Exercise details = Search the entries for the word "FeedsConfig" and pull out each line that has it.

Information given =

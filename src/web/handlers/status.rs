//! Human-readable status page.

use std::fmt::Write;
use std::sync::Arc;

use axum::{extract::State, response::Html};

use crate::render::GENERATOR;
use crate::web::handlers::AppState;

/// Escape text for inclusion in HTML.
pub fn escape_html(input: &str) -> String {
    let mut out = String::with_capacity(input.len());
    for c in input.chars() {
        match c {
            '&' => out.push_str("&amp;"),
            '<' => out.push_str("&lt;"),
            '>' => out.push_str("&gt;"),
            '"' => out.push_str("&quot;"),
            '\'' => out.push_str("&#39;"),
            _ => out.push(c),
        }
    }
    out
}

fn configured(flag: bool) -> &'static str {
    if flag {
        "Configured"
    } else {
        "Not configured"
    }
}

/// GET / - Global status and the list of configured feeds.
pub async fn status_page(State(state): State<Arc<AppState>>) -> Html<String> {
    Html(render_status(&state))
}

fn render_status(state: &AppState) -> String {
    let feeds = state.refresher.feeds();
    let cache = state.refresher.cache();

    let mut rows = String::new();
    for (feed_id, config) in feeds.iter() {
        let entry = cache.get(feed_id).unwrap_or_default();
        let last_update = entry
            .last_update
            .map(|t| t.format("%Y-%m-%d %H:%M:%S UTC").to_string())
            .unwrap_or_else(|| "Never".to_string());
        let next_update = cache
            .next_update(feed_id)
            .map(|t| t.format("%Y-%m-%d %H:%M:%S UTC").to_string())
            .unwrap_or_else(|| "-".to_string());
        let id = escape_html(feed_id);

        let _ = write!(
            rows,
            "<tr><td><strong>{name}</strong></td><td><code>{tag}</code></td>\
             <td>{cached}</td><td>{posts}</td><td>{last}</td><td>{next}</td><td>{status}</td>\
             <td><a href=\"/rss/{id}\">RSS</a> | <a href=\"/test/{id}\">Test</a> | \
             <a href=\"/refresh/{id}\">Refresh</a></td></tr>\n",
            name = escape_html(&config.artist_name),
            tag = escape_html(&config.tag),
            cached = if entry.has_content() { "yes" } else { "no" },
            posts = entry.post_count,
            last = last_update,
            next = next_update,
            status = if entry.in_progress { "updating" } else { "idle" },
        );
    }

    let feed_section = if feeds.is_empty() {
        "<p>No feeds configured. Add JSON files to the feed configuration directory.</p>".to_string()
    } else {
        format!(
            "<table>\n<thead><tr><th>Artist</th><th>Tag</th><th>Cache</th><th>Posts</th>\
             <th>Last Update</th><th>Next Update</th><th>Status</th><th>Actions</th></tr></thead>\n\
             <tbody>\n{rows}</tbody>\n</table>\n<p><a href=\"/refresh-all\">Update all feeds</a></p>"
        )
    };

    format!(
        r#"<!DOCTYPE html>
<html>
<head>
<meta charset="utf-8">
<title>{title}</title>
<style>
body {{ font-family: Arial, sans-serif; margin: 40px; }}
table {{ border-collapse: collapse; width: 100%; margin: 20px 0; }}
th, td {{ border: 1px solid #ddd; padding: 8px; text-align: left; }}
th {{ background-color: #f2f2f2; }}
</style>
</head>
<body>
<h1>{title}</h1>
<h2>Global Status</h2>
<p><strong>Configured Feeds:</strong> {count}</p>
<p><strong>Base URL:</strong> {base_url}</p>
<p><strong>Update Interval:</strong> {interval} minutes</p>
<p><strong>API Key:</strong> {api_key}</p>
<p><strong>User ID:</strong> {user_id}</p>
<h2>Available Feeds</h2>
{feed_section}
<h2>Adding a Feed</h2>
<p>Create <code>&lt;feed-id&gt;.json</code> in the feed configuration directory:</p>
<pre>{{
  "ARTIST_NAME": "Artist Name",
  "GELBOORU_TAG": "artist_tag",
  "ICON_URL": "https://example.com/icon.png",
  "FEED_TITLE": "Posts of Artist from Gelbooru"
}}</pre>
<p>Restart the server, then open <code>/rss/&lt;feed-id&gt;</code>.</p>
</body>
</html>
"#,
        title = escape_html(GENERATOR),
        count = feeds.len(),
        base_url = escape_html(state.base_url()),
        interval = state.interval_minutes(),
        api_key = configured(state.api_key_configured),
        user_id = configured(state.user_id_configured),
    )
}
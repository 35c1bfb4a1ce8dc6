//! Background refresh loop.

use tokio::task::JoinHandle;
use tokio::time::{interval, Duration, MissedTickBehavior};
use tracing::{debug, info};

use super::orchestrator::Refresher;

/// Periodically refreshes every stale feed.
pub struct RefreshScheduler {
    refresher: Refresher,
    period: Duration,
}

impl RefreshScheduler {
    /// Create a scheduler that sweeps every `interval_minutes`.
    pub fn new(refresher: Refresher, interval_minutes: u64) -> Self {
        Self::with_period(
            refresher,
            Duration::from_secs(interval_minutes.saturating_mul(60).max(1)),
        )
    }

    /// Create a scheduler with an explicit period.
    pub fn with_period(refresher: Refresher, period: Duration) -> Self {
        Self { refresher, period }
    }

    /// Sweep period.
    pub fn period(&self) -> Duration {
        self.period
    }

    /// Run the sweep loop forever.
    ///
    /// The first sweep happens one period after start; the startup warm-up
    /// covers the time before it.
    pub async fn run(&self) {
        info!(
            "Refresh scheduler started (every {} seconds)",
            self.period.as_secs()
        );

        let mut timer = interval(self.period);
        // A sweep that overruns the period is followed by a full period, not a catch-up burst.
        timer.set_missed_tick_behavior(MissedTickBehavior::Delay);
        timer.tick().await;

        loop {
            timer.tick().await;
            debug!("Running scheduled refresh");
            let refreshed = self.refresher.sweep().await;
            debug!("Scheduled refresh updated {} feed(s)", refreshed);
        }
    }

    /// Spawn the loop on the current runtime.
    pub fn spawn(self) -> JoinHandle<()> {
        tokio::spawn(async move { self.run().await })
    }
}
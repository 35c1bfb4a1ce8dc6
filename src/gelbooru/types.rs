//! Upstream post search types.

use serde::{Deserialize, Deserializer, Serialize};

/// Number of posts fetched per refresh.
pub const DEFAULT_POST_LIMIT: u32 = 20;

/// Number of posts fetched by the diagnostic endpoint.
pub const DIAGNOSTIC_POST_LIMIT: u32 = 5;

/// A post returned by the search endpoint.
#[derive(Debug, Clone, PartialEq, Eq, Deserialize, Serialize)]
pub struct PostRecord {
    /// Post id.
    pub id: u64,
    /// Creation timestamp as sent by the API (e.g. `Sat Jan 13 12:34:56 -0600 2024`).
    #[serde(default)]
    pub created_at: String,
    /// Full-size image URL.
    #[serde(default)]
    pub file_url: String,
    /// Space-separated tag list.
    #[serde(default)]
    pub tags: String,
    /// Post title; empty titles are treated as absent.
    #[serde(default, deserialize_with = "empty_as_none")]
    pub title: Option<String>,
}

impl PostRecord {
    /// Create a post with the given id and no other data.
    pub fn new(id: u64) -> Self {
        Self {
            id,
            created_at: String::new(),
            file_url: String::new(),
            tags: String::new(),
            title: None,
        }
    }

    /// Set the creation timestamp.
    pub fn with_created_at(mut self, created_at: impl Into<String>) -> Self {
        self.created_at = created_at.into();
        self
    }

    /// Set the image URL.
    pub fn with_file_url(mut self, file_url: impl Into<String>) -> Self {
        self.file_url = file_url.into();
        self
    }

    /// Set the tag string.
    pub fn with_tags(mut self, tags: impl Into<String>) -> Self {
        self.tags = tags.into();
        self
    }

    /// Set the title.
    pub fn with_title(mut self, title: impl Into<String>) -> Self {
        self.title = Some(title.into());
        self
    }
}

fn empty_as_none<'de, D>(deserializer: D) -> Result<Option<String>, D::Error>
where
    D: Deserializer<'de>,
{
    let value: Option<String> = Option::deserialize(deserializer)?;
    Ok(value.filter(|v| !v.trim().is_empty()))
}

/// Search response body.
///
/// The JSON API wraps posts in an object whose `post` key is missing when
/// nothing matched; some deployments answer with a bare array instead.
#[derive(Debug, Deserialize)]
#[serde(untagged)]
pub(crate) enum SearchResponse {
    Wrapped {
        #[serde(default)]
        post: Vec<PostRecord>,
    },
    Bare(Vec<PostRecord>),
}

impl SearchResponse {
    pub(crate) fn into_posts(self) -> Vec<PostRecord> {
        match self {
            SearchResponse::Wrapped { post } => post,
            SearchResponse::Bare(posts) => posts,
        }
    }
}

/// API credentials, sent only as a complete pair.
#[derive(Debug, Clone, PartialEq, Eq)]
pub struct Credentials {
    /// API key.
    pub api_key: String,
    /// User id.
    pub user_id: String,
}

impl Credentials {
    /// Build credentials if both halves are present and non-empty.
    pub fn from_parts(api_key: &str, user_id: &str) -> Option<Self> {
        let api_key = api_key.trim();
        let user_id = user_id.trim();
        if api_key.is_empty() || user_id.is_empty() {
            return None;
        }
        Some(Self {
            api_key: api_key.to_string(),
            user_id: user_id.to_string(),
        })
    }
}
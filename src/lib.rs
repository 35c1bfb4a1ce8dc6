//! Gelbooru RSS Generator
//!
//! Builds per-artist RSS feeds from Gelbooru tag searches and serves them
//! over HTTP, keeping one cached document per feed that is refreshed in the
//! background and on demand.

pub mod cache;
pub mod config;
pub mod error;
pub mod feed;
pub mod gelbooru;
pub mod logging;
pub mod refresh;
pub mod render;
pub mod web;

pub use cache::{CacheEntry, CacheStore, RefreshPermit};
pub use config::Config;
pub use error::{GelrssError, Result};
pub use feed::{FeedConfig, FeedConfigStore, FeedLoader};
pub use gelbooru::{GelbooruClient, PostRecord, PostSource};
pub use refresh::{RefreshOutcome, RefreshScheduler, Refresher};
pub use render::{render_feed, RenderContext};
pub use web::{AppState, WebServer};
//! Per-feed cache of rendered documents.
//!
//! Each entry doubles as the refresh lock for its feed: the `in_progress`
//! flag is taken with [`CacheStore::begin_refresh`] and released by
//! [`CacheStore::commit`] or [`CacheStore::abort`]. [`RefreshPermit`] wraps
//! that pair so the flag is released on every exit path.

use std::collections::HashMap;
use std::sync::{Arc, Mutex, MutexGuard, PoisonError};

use chrono::{DateTime, Duration, Utc};
use serde::Serialize;

/// Cached state of one feed.
#[derive(Debug, Clone, Default, PartialEq, Eq, Serialize)]
#[serde(rename_all = "camelCase")]
pub struct CacheEntry {
    /// Last successfully rendered document.
    #[serde(skip)]
    pub content: Option<String>,
    /// Time of the last successful refresh.
    pub last_update: Option<DateTime<Utc>>,
    /// Whether a refresh cycle currently owns this feed.
    #[serde(rename = "isUpdating")]
    pub in_progress: bool,
    /// Number of posts in the cached document.
    pub post_count: usize,
}

impl CacheEntry {
    /// Whether a document has been produced.
    pub fn has_content(&self) -> bool {
        self.content.is_some()
    }
}

/// Shared store of cache entries keyed by feed id.
#[derive(Debug)]
pub struct CacheStore {
    entries: Mutex<HashMap<String, CacheEntry>>,
    interval: Duration,
}

impl CacheStore {
    /// Create a store whose entries go stale after `interval_minutes`.
    pub fn new(interval_minutes: u64) -> Self {
        let interval = i64::try_from(interval_minutes)
            .ok()
            .and_then(Duration::try_minutes)
            .unwrap_or_else(|| Duration::days(365));

        Self {
            entries: Mutex::new(HashMap::new()),
            interval,
        }
    }

    /// Staleness threshold.
    pub fn interval(&self) -> Duration {
        self.interval
    }

    fn lock(&self) -> MutexGuard<'_, HashMap<String, CacheEntry>> {
        self.entries.lock().unwrap_or_else(PoisonError::into_inner)
    }

    /// Whether the feed has no usable document or it is older than the interval.
    pub fn needs_refresh(&self, feed_id: &str) -> bool {
        self.needs_refresh_at(feed_id, Utc::now())
    }

    /// [`needs_refresh`](Self::needs_refresh) evaluated at `now`.
    pub fn needs_refresh_at(&self, feed_id: &str, now: DateTime<Utc>) -> bool {
        let entries = self.lock();
        match entries.get(feed_id) {
            Some(CacheEntry {
                content: Some(_),
                last_update: Some(last),
                ..
            }) => now.signed_duration_since(*last) >= self.interval,
            _ => true,
        }
    }

    /// Take the refresh lock for a feed.
    ///
    /// Returns `false` if another cycle already holds it; the caller must skip.
    pub fn begin_refresh(&self, feed_id: &str) -> bool {
        let mut entries = self.lock();
        let entry = entries.entry(feed_id.to_string()).or_default();
        if entry.in_progress {
            return false;
        }
        entry.in_progress = true;
        true
    }

    /// Store a rendered document and release the refresh lock.
    pub fn commit(&self, feed_id: &str, content: String, post_count: usize) {
        self.commit_at(feed_id, content, post_count, Utc::now());
    }

    /// [`commit`](Self::commit) with an explicit update time.
    pub fn commit_at(&self, feed_id: &str, content: String, post_count: usize, at: DateTime<Utc>) {
        let mut entries = self.lock();
        let entry = entries.entry(feed_id.to_string()).or_default();
        entry.content = Some(content);
        entry.last_update = Some(at);
        entry.post_count = post_count;
        entry.in_progress = false;
    }

    /// Release the refresh lock, leaving content and timestamp untouched.
    pub fn abort(&self, feed_id: &str) {
        if let Some(entry) = self.lock().get_mut(feed_id) {
            entry.in_progress = false;
        }
    }

    /// Snapshot of a feed's entry.
    pub fn get(&self, feed_id: &str) -> Option<CacheEntry> {
        self.lock().get(feed_id).cloned()
    }

    /// When the cached document goes stale, if there is one.
    pub fn next_update(&self, feed_id: &str) -> Option<DateTime<Utc>> {
        self.lock()
            .get(feed_id)
            .and_then(|entry| entry.last_update)
            .map(|last| last + self.interval)
    }

    /// Take the refresh lock as a guard that releases it when dropped.
    pub fn try_begin(self: &Arc<Self>, feed_id: &str) -> Option<RefreshPermit> {
        self.begin_refresh(feed_id).then(|| RefreshPermit {
            store: Arc::clone(self),
            feed_id: feed_id.to_string(),
            finished: false,
        })
    }
}

/// Ownership of one feed's refresh cycle.
///
/// Dropping the permit without calling [`commit`](Self::commit) aborts the
/// cycle.
#[derive(Debug)]
pub struct RefreshPermit {
    store: Arc<CacheStore>,
    feed_id: String,
    finished: bool,
}

impl RefreshPermit {
    /// Feed this permit belongs to.
    pub fn feed_id(&self) -> &str {
        &self.feed_id
    }

    /// Store the document and release the lock.
    pub fn commit(mut self, content: String, post_count: usize) {
        self.store.commit(&self.feed_id, content, post_count);
        self.finished = true;
    }
}

impl Drop for RefreshPermit {
    fn drop(&mut self) {
        if !self.finished {
            self.store.abort(&self.feed_id);
        }
    }
}

#[cfg(test)]
mod tests {
    use super::*;
    use chrono::TimeZone;

    fn t0() -> DateTime<Utc> {
        Utc.with_ymd_and_hms(2024, 1, 1, 12, 0, 0).unwrap()
    }

    #[test]
    fn test_unknown_feed_needs_refresh() {
        let store = CacheStore::new(10);
        assert!(store.needs_refresh("foo"));
        assert!(store.get("foo").is_none());
    }

    #[test]
    fn test_fresh_after_commit() {
        let store = CacheStore::new(10);
        assert!(store.begin_refresh("foo"));
        store.commit("foo", "<rss/>".to_string(), 2);

        assert!(!store.needs_refresh("foo"));
        let entry = store.get("foo").unwrap();
        assert_eq!(entry.content.as_deref(), Some("<rss/>"));
        assert_eq!(entry.post_count, 2);
        assert!(!entry.in_progress);
        assert!(entry.last_update.is_some());
    }

    #[test]
    fn test_stale_at_exact_interval() {
        let store = CacheStore::new(10);
        store.commit_at("foo", "<rss/>".to_string(), 1, t0());

        let just_before = t0() + Duration::minutes(10) - Duration::seconds(1);
        let exactly = t0() + Duration::minutes(10);

        assert!(!store.needs_refresh_at("foo", t0()));
        assert!(!store.needs_refresh_at("foo", just_before));
        assert!(store.needs_refresh_at("foo", exactly));
        assert!(store.needs_refresh_at("foo", exactly + Duration::minutes(5)));
    }

    #[test]
    fn test_entry_without_content_needs_refresh() {
        let store = CacheStore::new(10);
        assert!(store.begin_refresh("foo"));
        store.abort("foo");

        assert!(store.get("foo").is_some());
        assert!(store.needs_refresh("foo"));
    }

    #[test]
    fn test_begin_refresh_is_exclusive() {
        let store = CacheStore::new(10);
        assert!(store.begin_refresh("foo"));
        assert!(!store.begin_refresh("foo"));
        assert!(store.begin_refresh("bar"));

        store.abort("foo");
        assert!(store.begin_refresh("foo"));
        store.commit("foo", "<rss/>".to_string(), 1);
        assert!(store.begin_refresh("foo"));
    }

    #[test]
    fn test_abort_keeps_previous_content() {
        let store = CacheStore::new(10);
        store.commit_at("foo", "old".to_string(), 3, t0());

        assert!(store.begin_refresh("foo"));
        store.abort("foo");

        let entry = store.get("foo").unwrap();
        assert_eq!(entry.content.as_deref(), Some("old"));
        assert_eq!(entry.last_update, Some(t0()));
        assert_eq!(entry.post_count, 3);
        assert!(!entry.in_progress);
    }

    #[test]
    fn test_next_update() {
        let store = CacheStore::new(10);
        assert!(store.next_update("foo").is_none());

        store.commit_at("foo", "<rss/>".to_string(), 1, t0());
        assert_eq!(store.next_update("foo"), Some(t0() + Duration::minutes(10)));
    }

    #[test]
    fn test_permit_drop_aborts() {
        let store = Arc::new(CacheStore::new(10));
        {
            let permit = store.try_begin("foo").unwrap();
            assert_eq!(permit.feed_id(), "foo");
            assert!(store.try_begin("foo").is_none());
        }
        assert!(!store.get("foo").unwrap().in_progress);
        assert!(store.try_begin("foo").is_some());
    }

    #[test]
    fn test_permit_commit() {
        let store = Arc::new(CacheStore::new(10));
        let permit = store.try_begin("foo").unwrap();
        permit.commit("<rss/>".to_string(), 4);

        let entry = store.get("foo").unwrap();
        assert!(!entry.in_progress);
        assert_eq!(entry.post_count, 4);
        assert!(!store.needs_refresh("foo"));
    }

    #[test]
    fn test_concurrent_begin_single_winner() {
        let store = Arc::new(CacheStore::new(10));
        let handles: Vec<_> = (0..16)
            .map(|_| {
                let store = Arc::clone(&store);
                std::thread::spawn(move || store.begin_refresh("foo"))
            })
            .collect();

        let winners = handles
            .into_iter()
            .map(|h| h.join().unwrap())
            .filter(|won| *won)
            .count();
        assert_eq!(winners, 1);
    }
}
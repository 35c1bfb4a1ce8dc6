//! Configuration module for the RSS generator.

use serde::Deserialize;
use std::path::Path;

use crate::{GelrssError, Result};

/// Server configuration.
#[derive(Debug, Clone, Deserialize)]
pub struct ServerConfig {
    /// Host address to bind.
    #[serde(default = "default_host")]
    pub host: String,
    /// Port number to listen on.
    #[serde(default = "default_port")]
    pub port: u16,
    /// Externally visible host name used in feed self links.
    #[serde(default = "default_base_url")]
    pub base_url: String,
}

fn default_host() -> String {
    "0.0.0.0".to_string()
}

fn default_port() -> u16 {
    3000
}

fn default_base_url() -> String {
    "localhost".to_string()
}

impl Default for ServerConfig {
    fn default() -> Self {
        Self {
            host: default_host(),
            port: default_port(),
            base_url: default_base_url(),
        }
    }
}

impl ServerConfig {
    /// Public URL prefix under which the feeds are reachable.
    pub fn public_url(&self) -> String {
        format!("http://{}:{}", self.base_url, self.port)
    }
}

/// Upstream API configuration.
#[derive(Debug, Clone, Deserialize)]
pub struct GelbooruConfig {
    /// Search endpoint.
    #[serde(default = "default_api_url")]
    pub api_url: String,
    /// API key (only sent together with `user_id`).
    #[serde(default)]
    pub api_key: String,
    /// User id (only sent together with `api_key`).
    #[serde(default)]
    pub user_id: String,
    /// Total request timeout. Unset leaves the transport default in place.
    #[serde(default)]
    pub request_timeout_secs: Option<u64>,
}

fn default_api_url() -> String {
    "https://gelbooru.com/index.php".to_string()
}

impl Default for GelbooruConfig {
    fn default() -> Self {
        Self {
            api_url: default_api_url(),
            api_key: String::new(),
            user_id: String::new(),
            request_timeout_secs: None,
        }
    }
}

impl GelbooruConfig {
    /// Whether an API key is set. Whitespace-only values count as unset.
    pub fn has_api_key(&self) -> bool {
        !self.api_key.trim().is_empty()
    }

    /// Whether a user id is set. Whitespace-only values count as unset.
    pub fn has_user_id(&self) -> bool {
        !self.user_id.trim().is_empty()
    }
}

/// Feed configuration.
#[derive(Debug, Clone, Deserialize)]
pub struct FeedsConfig {
    /// Directory holding one JSON file per feed.
    #[serde(default = "default_config_dir")]
    pub config_dir: String,
    /// Cache lifetime and sweep period in minutes.
    #[serde(default = "default_update_interval")]
    pub update_interval_minutes: u64,
    /// Write example feed files when the directory holds no usable feed.
    #[serde(default = "default_create_examples")]
    pub create_examples: bool,
}

fn default_config_dir() -> String {
    "configs".to_string()
}

fn default_update_interval() -> u64 {
    10
}

fn default_create_examples() -> bool {
    true
}

impl Default for FeedsConfig {
    fn default() -> Self {
        Self {
            config_dir: default_config_dir(),
            update_interval_minutes: default_update_interval(),
            create_examples: default_create_examples(),
        }
    }
}

/// Logging configuration.
#[derive(Debug, Clone, Deserialize)]
pub struct LoggingConfig {
    /// Log level (trace, debug, info, warn, error).
    #[serde(default = "default_log_level")]
    pub level: String,
    /// Optional log file; console only when unset.
    #[serde(default)]
    pub file: Option<String>,
}

fn default_log_level() -> String {
    "info".to_string()
}

impl Default for LoggingConfig {
    fn default() -> Self {
        Self {
            level: default_log_level(),
            file: None,
        }
    }
}

/// Main configuration structure.
#[derive(Debug, Clone, Deserialize, Default)]
pub struct Config {
    /// Server configuration.
    #[serde(default)]
    pub server: ServerConfig,
    /// Upstream API configuration.
    #[serde(default)]
    pub gelbooru: GelbooruConfig,
    /// Feed configuration.
    #[serde(default)]
    pub feeds: FeedsConfig,
    /// Logging configuration.
    #[serde(default)]
    pub logging: LoggingConfig,
}

impl Config {
    /// Load configuration from a TOML file.
    pub fn load<P: AsRef<Path>>(path: P) -> Result<Self> {
        let content = std::fs::read_to_string(path.as_ref()).map_err(GelrssError::Io)?;
        Self::parse(&content)
    }

    /// Parse configuration from a TOML string.
    pub fn parse(s: &str) -> Result<Self> {
        toml::from_str(s).map_err(|e| GelrssError::Config(format!("config parse error: {e}")))
    }

    /// Apply environment variable overrides to the configuration.
    ///
    /// Supported environment variables:
    /// - `GELBOORU_API_KEY`, `GELBOORU_USER_ID`: upstream credentials
    /// - `UPDATE_INTERVAL_MINUTES`: cache lifetime
    /// - `BASE_URL`: externally visible host
    /// - `PORT`: listening port
    pub fn apply_env_overrides(&mut self) {
        self.apply_overrides_from(|key| std::env::var(key).ok());
    }

    /// Apply overrides from an arbitrary variable lookup. Empty values are ignored.
    pub fn apply_overrides_from<F>(&mut self, lookup: F)
    where
        F: Fn(&str) -> Option<String>,
    {
        let var = |key: &str| lookup(key).filter(|v| !v.trim().is_empty());

        if let Some(key) = var("GELBOORU_API_KEY") {
            self.gelbooru.api_key = key;
        }
        if let Some(user_id) = var("GELBOORU_USER_ID") {
            self.gelbooru.user_id = user_id;
        }
        if let Some(base_url) = var("BASE_URL") {
            self.server.base_url = base_url;
        }
        if let Some(raw) = var("UPDATE_INTERVAL_MINUTES") {
            match raw.trim().parse::<u64>() {
                Ok(minutes) if minutes > 0 => self.feeds.update_interval_minutes = minutes,
                _ => tracing::warn!(
                    "Ignoring UPDATE_INTERVAL_MINUTES={raw:?}, keeping {} minutes",
                    self.feeds.update_interval_minutes
                ),
            }
        }
        if let Some(raw) = var("PORT") {
            match raw.trim().parse::<u16>() {
                Ok(port) => self.server.port = port,
                Err(_) => tracing::warn!("Ignoring PORT={raw:?}, keeping {}", self.server.port),
            }
        }
    }

    /// Validate the configuration.
    ///
    /// Returns an error if:
    /// - The update interval is zero
    /// - The upstream API URL is not an http(s) URL
    pub fn validate(&self) -> Result<()> {
        if self.feeds.update_interval_minutes == 0 {
            return Err(GelrssError::Config(
                "update_interval_minutes must be at least 1".to_string(),
            ));
        }

        let api_url = url::Url::parse(&self.gelbooru.api_url)
            .map_err(|e| GelrssError::Config(format!("invalid gelbooru.api_url: {e}")))?;
        if !matches!(api_url.scheme(), "http" | "https") {
            return Err(GelrssError::Config(format!(
                "unsupported gelbooru.api_url scheme: {}",
                api_url.scheme()
            )));
        }

        Ok(())
    }
}
//! Error types for the RSS generator.

use thiserror::Error;

/// Common error type for the RSS generator.
#[derive(Error, Debug)]
pub enum GelrssError {
    /// I/O error.
    #[error("I/O error: {0}")]
    Io(#[from] std::io::Error),

    /// Configuration error.
    #[error("configuration error: {0}")]
    Config(String),

    /// Transport-level failure talking to the upstream API.
    #[error("upstream error: {0}")]
    Upstream(String),

    /// Upstream answered but the body could not be decoded.
    #[error("decode error: {0}")]
    Decode(String),

    /// RSS document could not be produced.
    #[error("render error: {0}")]
    Render(String),

    /// A refresh task ended without producing an outcome (panic or cancellation).
    #[error("refresh task failed: {0}")]
    Task(String),
}

/// Result type alias for RSS generator operations.
pub type Result<T> = std::result::Result<T, GelrssError>;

Finished exercise =
pub struct FeedsConfig {
impl Default for FeedsConfig {
    pub feeds: FeedsConfig,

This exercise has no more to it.